The passengers on Chicago’s Polar Express were mostly parents, grandparents and young children so our grouping of four adults was a bit different though we were no less delighted to be living out one of our favorite Christmas traditions.
We declined, however, to wear pajamas and wish some of the other adults had also been so modest.
The kids were all cute as snow, though.
There are few better ways to spend a cold Chicago December night than climbing on a train and into a Christmas dream. Which gets us thinking; what other Christmas tales would you like to step into?
Can you imagine walking the streets of Bedford Falls as George Bailey runs through the falling snow shouting “Merry Christmas!”?
Or how about meeting Holden Caulfield for a drink after he gets off the train?
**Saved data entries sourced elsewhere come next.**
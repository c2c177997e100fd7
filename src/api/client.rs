// src/api/client.rs
//! Thin reqwest wrapper for the Notion API.
//!
//! Handles authentication and raw request/response plumbing; decoding lives
//! in `parser`.

use super::parser;
use super::responses::{StatusQuery, StatusUpdate};
use crate::constants::{NOTION_API_BASE_URL, NOTION_API_PAGE_SIZE, NOTION_VERSION, STATUS_NEW};
use crate::error::AppError;
use crate::model::SyncPage;
use crate::types::{ApiKey, DatabaseId, PageId};
use reqwest::{header, Client, Response};
use serde::Serialize;
use std::time::Duration;

/// A thin wrapper around reqwest Client for Notion API requests.
#[derive(Clone)]
pub struct NotionHttpClient {
    client: Client,
    base_url: String,
}

impl NotionHttpClient {
    /// Creates a new HTTP client with Notion API authentication.
    pub fn new(api_key: &ApiKey, timeout: Duration) -> Result<Self, AppError> {
        Self::with_base_url(api_key, timeout, NOTION_API_BASE_URL)
    }

    /// Creates a client against a different API root (proxies, test servers).
    pub fn with_base_url(
        api_key: &ApiKey,
        timeout: Duration,
        base_url: impl Into<String>,
    ) -> Result<Self, AppError> {
        let client = Client::builder()
            .default_headers(Self::create_headers(api_key)?)
            .timeout(timeout)
            .build()?;
        Ok(Self {
            client,
            base_url: base_url.into().trim_end_matches('/').to_string(),
        })
    }

    /// Creates the default headers for Notion API requests.
    fn create_headers(api_key: &ApiKey) -> Result<header::HeaderMap, AppError> {
        let mut headers = header::HeaderMap::new();

        let auth_header = format!("Bearer {}", api_key.as_str());
        headers.insert(
            header::AUTHORIZATION,
            header::HeaderValue::from_str(&auth_header).map_err(|e| {
                AppError::MissingConfiguration(format!("Invalid API token format: {}", e))
            })?,
        );

        headers.insert(
            "Notion-Version",
            header::HeaderValue::from_static(NOTION_VERSION),
        );

        headers.insert(
            header::CONTENT_TYPE,
            header::HeaderValue::from_static("application/json"),
        );

        Ok(headers)
    }

    /// Makes a POST request with JSON body to the specified endpoint.
    pub async fn post<T: Serialize>(&self, endpoint: &str, body: &T) -> Result<Response, AppError> {
        let url = format!("{}/{}", self.base_url, endpoint);
        log::debug!("POST {}", url);
        Ok(self.client.post(url).json(body).send().await?)
    }

    /// Makes a PATCH request with JSON body to the specified endpoint.
    pub async fn patch<T: Serialize>(
        &self,
        endpoint: &str,
        body: &T,
    ) -> Result<Response, AppError> {
        let url = format!("{}/{}", self.base_url, endpoint);
        log::debug!("PATCH {}", url);
        Ok(self.client.patch(url).json(body).send().await?)
    }
}

#[async_trait::async_trait]
impl super::RecordSource for NotionHttpClient {
    async fn query_new(
        &self,
        database: &DatabaseId,
        cursor: Option<&str>,
    ) -> Result<SyncPage, AppError> {
        let endpoint = format!("databases/{}/query", database.to_hyphenated());
        let query = StatusQuery::new(STATUS_NEW, NOTION_API_PAGE_SIZE, cursor);
        let response = self.post(&endpoint, &query).await?;
        let result = extract_response_text(response).await?;
        let page = parser::parse_sync_page(result)?;
        log::debug!(
            "Query {} returned {} records (has_more: {})",
            database,
            page.results.len(),
            page.has_more
        );
        Ok(page)
    }

    async fn set_status(&self, page: &PageId, status: &str) -> Result<(), AppError> {
        let endpoint = format!("pages/{}", page.to_hyphenated());
        let response = self.patch(&endpoint, &StatusUpdate::new(status)).await?;
        let result = extract_response_text(response).await?;
        parser::expect_success(result)
    }
}

/// Result of an HTTP operation with response metadata.
#[derive(Debug)]
pub struct ApiResponse<T> {
    pub data: T,
    pub status: reqwest::StatusCode,
    pub url: String,
}

/// Extracts the response body as text with metadata.
pub async fn extract_response_text(response: Response) -> Result<ApiResponse<String>, AppError> {
    let status = response.status();
    let url = response.url().to_string();
    let text = response.text().await?;

    Ok(ApiResponse {
        data: text,
        status,
        url,
    })
}
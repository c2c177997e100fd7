use super::property_value::PropertyValue;
use crate::constants::{STATUS_NEW, STATUS_PROPERTY, STATUS_UPLOADED};
use crate::error::TransformError;
use crate::types::PageId;
use serde::Deserialize;
use std::collections::HashMap;

/// Where a record sits in the sync workflow.
#[derive(Debug, Clone, PartialEq, Eq)]
pub enum RecordStatus {
    New,
    Uploaded,
    Other(String),
    /// The status property is missing or empty.
    Unset,
}

impl RecordStatus {
    pub fn from_name(name: &str) -> Self {
        match name {
            STATUS_NEW => RecordStatus::New,
            STATUS_UPLOADED => RecordStatus::Uploaded,
            other => RecordStatus::Other(other.to_string()),
        }
    }
}

/// One page of a Notion database.
///
/// Properties and `created_time` are checked by the transformer rather than
/// here, so a malformed record fails only its own page.
#[derive(Debug, Clone, PartialEq, Deserialize)]
pub struct SourceRecord {
    pub id: PageId,
    #[serde(default)]
    pub created_time: String,
    #[serde(default)]
    pub properties: HashMap<String, serde_json::Value>,
}

impl SourceRecord {
    /// Parses the named property into its typed form.
    pub fn property(&self, name: &str) -> Result<PropertyValue, TransformError> {
        let raw = self
            .properties
            .get(name)
            .ok_or_else(|| TransformError::MissingField {
                record: self.id.to_string(),
                field: name.to_string(),
            })?;

        serde_json::from_value(raw.clone()).map_err(|_| TransformError::UnexpectedShape {
            record: self.id.to_string(),
            field: name.to_string(),
            expected: "a Notion property object",
        })
    }

    /// The current workflow status of the record.
    pub fn status(&self) -> RecordStatus {
        match self.property(STATUS_PROPERTY) {
            Ok(PropertyValue::Status {
                status: Some(option),
            }) => RecordStatus::from_name(&option.name),
            _ => RecordStatus::Unset,
        }
    }
}

/// One page of results from a database query.
#[derive(Debug, Clone, PartialEq, Deserialize)]
pub struct SyncPage {
    pub results: Vec<SourceRecord>,
    #[serde(default)]
    pub has_more: bool,
    #[serde(default)]
    pub next_cursor: Option<String>,
}

impl SyncPage {
    /// The cursor for the following page, if the source reports one.
    pub fn continuation(&self) -> Option<&str> {
        if self.has_more {
            self.next_cursor.as_deref()
        } else {
            None
        }
    }
}
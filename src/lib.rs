// src/lib.rs
//! notion-supabase-sync library: moves new Notion database rows into Supabase.
//!
//! # Public API
//!
//! The library exposes types organized by concern:
//! - **Error handling**: `AppError`, `TransformError`, `ValidationError`
//! - **Configuration**: `SyncConfig`, `CommandLineInput`
//! - **Domain model**: `SourceRecord`, `SyncPage`, `DestinationRow`
//! - **Clients**: `RecordSource` / `NotionHttpClient`, `DestinationStore` / `SupabaseClient`
//! - **Sync**: `SyncEngine`, `transform_record`, `mark_uploaded`
//! - **Job surface**: `SyncJob`, probes, `SyncReport`, `sync_router`

pub mod api;
pub mod config;
pub mod constants;
pub mod error;
pub mod job;
pub mod model;
pub mod notify;
pub mod probe;
pub mod report;
pub mod server;
pub mod store;
pub mod sync;
pub mod types;

// --- Error Handling ---
pub use crate::error::{AppError, NotionErrorCode, TransformError};
pub use crate::types::ValidationError;

// --- Configuration ---
pub use crate::config::{Command, CommandLineInput, SyncConfig, TelegramConfig};

// --- Domain Model ---
pub use crate::model::{
    DateValue, DestinationRow, PropertyValue, RecordStatus, RichTextItem, SelectOption,
    SourceRecord, SyncPage,
};

// --- Domain Types ---
pub use crate::types::{
    ApiKey, DatabaseId, PageId, SecretKey, TableKind, TableName, ValidatedUrl,
};

// --- Clients ---
pub use crate::api::{NotionHttpClient, RecordSource};
pub use crate::notify::{Notifier, TelegramNotifier};
pub use crate::probe::{EndpointPinger, HttpPinger};
pub use crate::store::{DestinationStore, SupabaseClient};

// --- Sync ---
pub use crate::sync::{mark_uploaded, transform_record, SyncEngine, SyncTarget, TableSyncOutcome};

// --- Job Surface ---
pub use crate::job::SyncJob;
pub use crate::probe::{probe_endpoint, probe_table, EndpointProbe, ProbeStatus, TableProbe};
pub use crate::report::{NotificationResult, NotificationStatus, SyncReport, SyncSummary};
pub use crate::server::sync_router;
use serde::Serialize;

/// A row as upserted into a Supabase table.
///
/// `date` and `authors` are only present for the papers table; they are left
/// out of the JSON entirely otherwise so links rows carry only their columns.
#[derive(Debug, Clone, PartialEq, Eq, Serialize)]
pub struct DestinationRow {
    pub title: String,
    pub url: String,
    pub notion_timestamp: String,
    #[serde(skip_serializing_if = "Option::is_none")]
    pub date: Option<String>,
    #[serde(skip_serializing_if = "Option::is_none")]
    pub authors: Option<String>,
}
One of the many reasons A Charlie Brown Christmas lives in our hearts is that we remember those snowy days with our friends and the walks home from school under a winter sky and the snow crunching beneath our feet. We could do far worse than spend forever in a school auditorium on a cold evening in the weeks before Christmas with our friends, our dog, music and a lesson about love and faith.
Cold nights, hot chocolate, train rides, Christmas lights. It’s a good life when you can live it.
And what of that woman we saw on the way to Union Station, huddled up on the street hoping for money? We ignored her on the way there but gave her a dollar on the way back which means we’re so kind and loving and don’t have to feel guilty about anything, right?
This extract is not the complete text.